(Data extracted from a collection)
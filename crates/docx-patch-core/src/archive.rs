//! Unpacking a document package into a transient workspace and packing the
//! workspace back into a ZIP archive.

use std::collections::HashMap;
use std::fs::{self, File};
use std::io::{self, Read, Seek, Write};
use std::path::{Path, PathBuf};

use tempfile::TempDir;
use tracing::debug;
use walkdir::WalkDir;
use zip::result::{ZipError, ZipResult};
use zip::write::SimpleFileOptions;
use zip::{CompressionMethod, ZipArchive, ZipWriter};

use crate::error::{PatchError, Result};

const WORKSPACE_PREFIX: &str = "docx-patch-";

/// A member of the source package as recorded at unpack time.
#[derive(Debug, Clone, PartialEq)]
pub struct ArchiveMember {
    /// Name inside the archive (`/` separated, directories end with `/`)
    pub name: String,
    pub is_dir: bool,
    /// Symbolic link entry; never materialized in the workspace
    pub is_symlink: bool,
    pub compression: CompressionMethod,
}

/// Ordered list of the members of a package.
#[derive(Debug, Clone, Default)]
pub struct ArchiveManifest {
    members: Vec<ArchiveMember>,
}

impl ArchiveManifest {
    fn read<R: Read + Seek>(archive: &mut ZipArchive<R>) -> ZipResult<Self> {
        let mut members = Vec::with_capacity(archive.len());
        for i in 0..archive.len() {
            let entry = archive.by_index_raw(i)?;
            members.push(ArchiveMember {
                name: entry.name().to_string(),
                is_dir: entry.is_dir(),
                is_symlink: entry.is_symlink(),
                compression: entry.compression(),
            });
        }
        Ok(Self { members })
    }

    pub fn members(&self) -> &[ArchiveMember] {
        &self.members
    }

    pub fn len(&self) -> usize {
        self.members.len()
    }

    pub fn is_empty(&self) -> bool {
        self.members.is_empty()
    }

    fn positions(&self) -> HashMap<&str, usize> {
        self.members
            .iter()
            .enumerate()
            .map(|(index, m)| (m.name.as_str(), index))
            .collect()
    }
}

/// Where a member's payload comes from when packing.
enum PackSource {
    Directory,
    File(PathBuf),
    /// Copied verbatim from the source archive
    Raw(usize),
}

/// A package extracted into its own uniquely named temporary directory.
///
/// The directory is removed when this value is dropped, whichever way the
/// owning operation exits.
#[derive(Debug)]
pub struct ExtractedArchive {
    source: PathBuf,
    workspace: TempDir,
    manifest: ArchiveManifest,
}

impl ExtractedArchive {
    /// Extract every member of `source` into a fresh workspace under `base_dir`.
    pub fn unpack(source: &Path, base_dir: &Path) -> Result<Self> {
        let file = File::open(source)?;
        let workspace = tempfile::Builder::new()
            .prefix(WORKSPACE_PREFIX)
            .tempdir_in(base_dir)?;

        let corrupt = |source_err: ZipError| PatchError::CorruptArchive {
            path: source.to_path_buf(),
            source: source_err,
        };

        let mut archive = ZipArchive::new(file).map_err(corrupt)?;
        let manifest = ArchiveManifest::read(&mut archive).map_err(corrupt)?;
        extract_members(&mut archive, &manifest, workspace.path()).map_err(corrupt)?;

        debug!(
            "Extracted {} members of {:?} into {:?}",
            manifest.len(),
            source,
            workspace.path()
        );

        Ok(Self {
            source: source.to_path_buf(),
            workspace,
            manifest,
        })
    }

    pub fn root(&self) -> &Path {
        self.workspace.path()
    }

    pub fn manifest(&self) -> &ArchiveManifest {
        &self.manifest
    }

    /// Filesystem path of an archive member inside the workspace.
    pub fn part_path(&self, part: &str) -> PathBuf {
        part.split('/')
            .filter(|segment| !segment.is_empty())
            .fold(self.root().to_path_buf(), |path, segment| path.join(segment))
    }

    /// Write the whole workspace tree as a ZIP archive into `writer`.
    ///
    /// Archive names are relative to the workspace root. Members known from
    /// the source package keep their original order and compression; any
    /// file that appeared in the workspace since unpacking is appended.
    /// Directories are only emitted when the source had an explicit entry
    /// for them. Symlink members are copied raw from the source archive.
    /// Returns the number of members written.
    pub fn pack_into<W: Write + Seek>(&self, writer: W) -> ZipResult<usize> {
        let root = self.root();
        let positions = self.manifest.positions();
        let mut entries: Vec<(usize, String, PackSource)> = Vec::new();

        for entry in WalkDir::new(root).min_depth(1).sort_by_file_name() {
            let entry = entry.map_err(io::Error::from)?;
            let file_type = entry.file_type();
            if file_type.is_symlink() {
                continue;
            }
            let relative = entry.path().strip_prefix(root).map_err(io::Error::other)?;
            let mut name = relative
                .components()
                .map(|c| c.as_os_str().to_string_lossy())
                .collect::<Vec<_>>()
                .join("/");
            if file_type.is_dir() {
                name.push('/');
            }

            let (order, source) = match positions.get(name.as_str()) {
                Some(&index) if self.manifest.members[index].is_symlink => continue,
                Some(&index) if file_type.is_dir() => (index, PackSource::Directory),
                Some(&index) => (index, PackSource::File(entry.into_path())),
                None if file_type.is_dir() => continue,
                None => (usize::MAX, PackSource::File(entry.into_path())),
            };
            entries.push((order, name, source));
        }
        for (index, member) in self.manifest.members.iter().enumerate() {
            if member.is_symlink {
                entries.push((index, member.name.clone(), PackSource::Raw(index)));
            }
        }
        entries.sort_by_key(|(order, ..)| *order);

        let mut source_archive = None;
        let mut zip = ZipWriter::new(writer);
        for (order, name, source) in &entries {
            let method = match self.manifest.members.get(*order) {
                Some(member) if member.compression == CompressionMethod::Stored => {
                    CompressionMethod::Stored
                }
                _ => CompressionMethod::Deflated,
            };
            let options = SimpleFileOptions::default().compression_method(method);

            match source {
                PackSource::Directory => zip.add_directory(name.as_str(), options)?,
                PackSource::File(path) => {
                    zip.start_file(name.as_str(), options)?;
                    let mut file = File::open(path)?;
                    io::copy(&mut file, &mut zip)?;
                }
                PackSource::Raw(index) => {
                    if source_archive.is_none() {
                        source_archive = Some(ZipArchive::new(File::open(&self.source)?)?);
                    }
                    if let Some(archive) = source_archive.as_mut() {
                        zip.raw_copy_file(archive.by_index_raw(*index)?)?;
                    }
                }
            }
        }
        zip.finish()?;

        Ok(entries.len())
    }
}

/// Write regular members and directories below `root`. Symlink members are
/// skipped, so nothing in the workspace can point outside of it.
fn extract_members<R: Read + Seek>(
    archive: &mut ZipArchive<R>,
    manifest: &ArchiveManifest,
    root: &Path,
) -> ZipResult<()> {
    for (index, member) in manifest.members.iter().enumerate() {
        if member.is_symlink {
            debug!("Leaving symlink member {} packed", member.name);
            continue;
        }
        let mut entry = archive.by_index(index)?;
        let relative = entry.enclosed_name().ok_or_else(|| {
            io::Error::new(
                io::ErrorKind::InvalidData,
                format!("member name escapes the archive root: {}", member.name),
            )
        })?;
        let target = root.join(relative);

        if member.is_dir {
            fs::create_dir_all(&target)?;
            continue;
        }
        if let Some(parent) = target.parent() {
            fs::create_dir_all(parent)?;
        }
        let mut out = File::create(&target)?;
        io::copy(&mut entry, &mut out)?;
    }
    Ok(())
}

#[cfg(test)]
mod tests {
    use super::*;
    use std::io::Cursor;

    fn sample_zip() -> Vec<u8> {
        let mut zip = ZipWriter::new(Cursor::new(Vec::new()));
        let deflated = SimpleFileOptions::default();
        let stored = SimpleFileOptions::default().compression_method(CompressionMethod::Stored);
        zip.start_file("[Content_Types].xml", deflated).unwrap();
        zip.write_all(b"<Types/>").unwrap();
        zip.add_directory("word/", deflated).unwrap();
        zip.start_file("word/document.xml", deflated).unwrap();
        zip.write_all(b"<w:document/>").unwrap();
        zip.start_file("word/media/image1.png", stored).unwrap();
        zip.write_all(&[0x89, b'P', b'N', b'G']).unwrap();
        zip.finish().unwrap().into_inner()
    }

    fn unpack_sample(dir: &Path) -> ExtractedArchive {
        let source = dir.join("sample.docx");
        std::fs::write(&source, sample_zip()).unwrap();
        ExtractedArchive::unpack(&source, dir).unwrap()
    }

    #[test]
    fn test_manifest_keeps_archive_order() {
        let dir = TempDir::new().unwrap();
        let extracted = unpack_sample(dir.path());

        let names: Vec<&str> = extracted
            .manifest()
            .members()
            .iter()
            .map(|m| m.name.as_str())
            .collect();
        assert_eq!(
            names,
            vec![
                "[Content_Types].xml",
                "word/",
                "word/document.xml",
                "word/media/image1.png"
            ]
        );
        assert!(extracted.manifest().members()[1].is_dir);
        assert_eq!(
            extracted.manifest().members()[3].compression,
            CompressionMethod::Stored
        );
    }

    #[test]
    fn test_part_path_resolves_inside_workspace() {
        let dir = TempDir::new().unwrap();
        let extracted = unpack_sample(dir.path());

        let body = extracted.part_path("word/document.xml");
        assert!(body.starts_with(extracted.root()));
        assert_eq!(std::fs::read(&body).unwrap(), b"<w:document/>");
    }

    #[test]
    fn test_pack_preserves_members_and_order() {
        let dir = TempDir::new().unwrap();
        let extracted = unpack_sample(dir.path());

        let mut out = Cursor::new(Vec::new());
        let written = extracted.pack_into(&mut out).unwrap();
        assert_eq!(written, 4);

        let mut repacked = ZipArchive::new(Cursor::new(out.into_inner())).unwrap();
        let names: Vec<String> = repacked.file_names().map(str::to_string).collect();
        let expected: Vec<String> = extracted
            .manifest()
            .members()
            .iter()
            .map(|m| m.name.clone())
            .collect();
        assert_eq!(names, expected);

        let mut image = Vec::new();
        repacked
            .by_name("word/media/image1.png")
            .unwrap()
            .read_to_end(&mut image)
            .unwrap();
        assert_eq!(image, vec![0x89, b'P', b'N', b'G']);
        assert_eq!(
            repacked.by_name("word/media/image1.png").unwrap().compression(),
            CompressionMethod::Stored
        );
    }

    #[test]
    fn test_symlink_member_is_copied_not_followed() {
        let dir = TempDir::new().unwrap();
        let mut zip = ZipWriter::new(Cursor::new(Vec::new()));
        let options = SimpleFileOptions::default();
        zip.start_file("word/document.xml", options).unwrap();
        zip.write_all(b"<w:document/>").unwrap();
        zip.add_symlink("word/linked.xml", "/etc/hostname", options)
            .unwrap();
        zip.start_file("word/styles.xml", options).unwrap();
        zip.write_all(b"<w:styles/>").unwrap();
        let source = dir.path().join("linked.docx");
        std::fs::write(&source, zip.finish().unwrap().into_inner()).unwrap();

        let extracted = ExtractedArchive::unpack(&source, dir.path()).unwrap();
        assert!(extracted.manifest().members()[1].is_symlink);
        let on_disk = extracted.part_path("word/linked.xml");
        assert!(std::fs::symlink_metadata(&on_disk).is_err());

        let mut out = Cursor::new(Vec::new());
        assert_eq!(extracted.pack_into(&mut out).unwrap(), 3);

        let mut repacked = ZipArchive::new(Cursor::new(out.into_inner())).unwrap();
        let names: Vec<&str> = repacked.file_names().collect();
        assert_eq!(
            names,
            vec!["word/document.xml", "word/linked.xml", "word/styles.xml"]
        );
        let mut link = repacked.by_name("word/linked.xml").unwrap();
        assert!(link.is_symlink());
        let mut target = String::new();
        link.read_to_string(&mut target).unwrap();
        assert_eq!(target, "/etc/hostname");
    }

    #[test]
    fn test_workspace_removed_on_drop() {
        let dir = TempDir::new().unwrap();
        let extracted = unpack_sample(dir.path());
        let root = extracted.root().to_path_buf();
        assert!(root.exists());

        drop(extracted);
        assert!(!root.exists());
    }

    #[test]
    fn test_unpack_rejects_non_archive() {
        let dir = TempDir::new().unwrap();
        let source = dir.path().join("not-a-zip.docx");
        std::fs::write(&source, b"plain text, no zip here").unwrap();

        let err = ExtractedArchive::unpack(&source, dir.path()).unwrap_err();
        assert!(matches!(err, PatchError::CorruptArchive { .. }));

        let leftovers: Vec<_> = std::fs::read_dir(dir.path())
            .unwrap()
            .filter_map(|e| e.ok())
            .filter(|e| e.file_name().to_string_lossy().starts_with(WORKSPACE_PREFIX))
            .collect();
        assert!(leftovers.is_empty());
    }
}
use std::path::PathBuf;

/// Errors raised while patching a document package.
///
/// Every variant aborts the whole operation: nothing is written at the
/// output path and the transient workspace is removed.
#[derive(Debug, thiserror::Error)]
pub enum PatchError {
    #[error("Input document not found: {}", .0.display())]
    NotFound(PathBuf),

    #[error("{patterns} find patterns but {replacements} replacements")]
    ArityMismatch { patterns: usize, replacements: usize },

    #[error("Corrupt archive {}: {source}", path.display())]
    CorruptArchive {
        path: PathBuf,
        #[source]
        source: zip::result::ZipError,
    },

    #[error("Invalid document {}: missing part '{part}'", path.display())]
    InvalidDocument { path: PathBuf, part: &'static str },

    #[error("Invalid pattern #{index} '{pattern}': {source}")]
    Pattern {
        index: usize,
        pattern: String,
        #[source]
        source: regex::Error,
    },

    #[error("Failed to package {}: {source}", path.display())]
    Pack {
        path: PathBuf,
        #[source]
        source: zip::result::ZipError,
    },

    #[error("I/O error: {0}")]
    Io(#[from] std::io::Error),
}

impl PatchError {
    /// Stable short name of the failure class, used in batch summaries.
    pub fn kind(&self) -> &'static str {
        match self {
            PatchError::NotFound(_) => "not_found",
            PatchError::ArityMismatch { .. } => "arity_mismatch",
            PatchError::CorruptArchive { .. } => "corrupt_archive",
            PatchError::InvalidDocument { .. } => "invalid_document",
            PatchError::Pattern { .. } => "pattern_error",
            PatchError::Pack { .. } => "pack_error",
            PatchError::Io(_) => "io_error",
        }
    }
}

pub type Result<T> = std::result::Result<T, PatchError>;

**The problem:**
Please report, as a bare number, how many lines of the data contain the word "replacements".

**Written response:**
2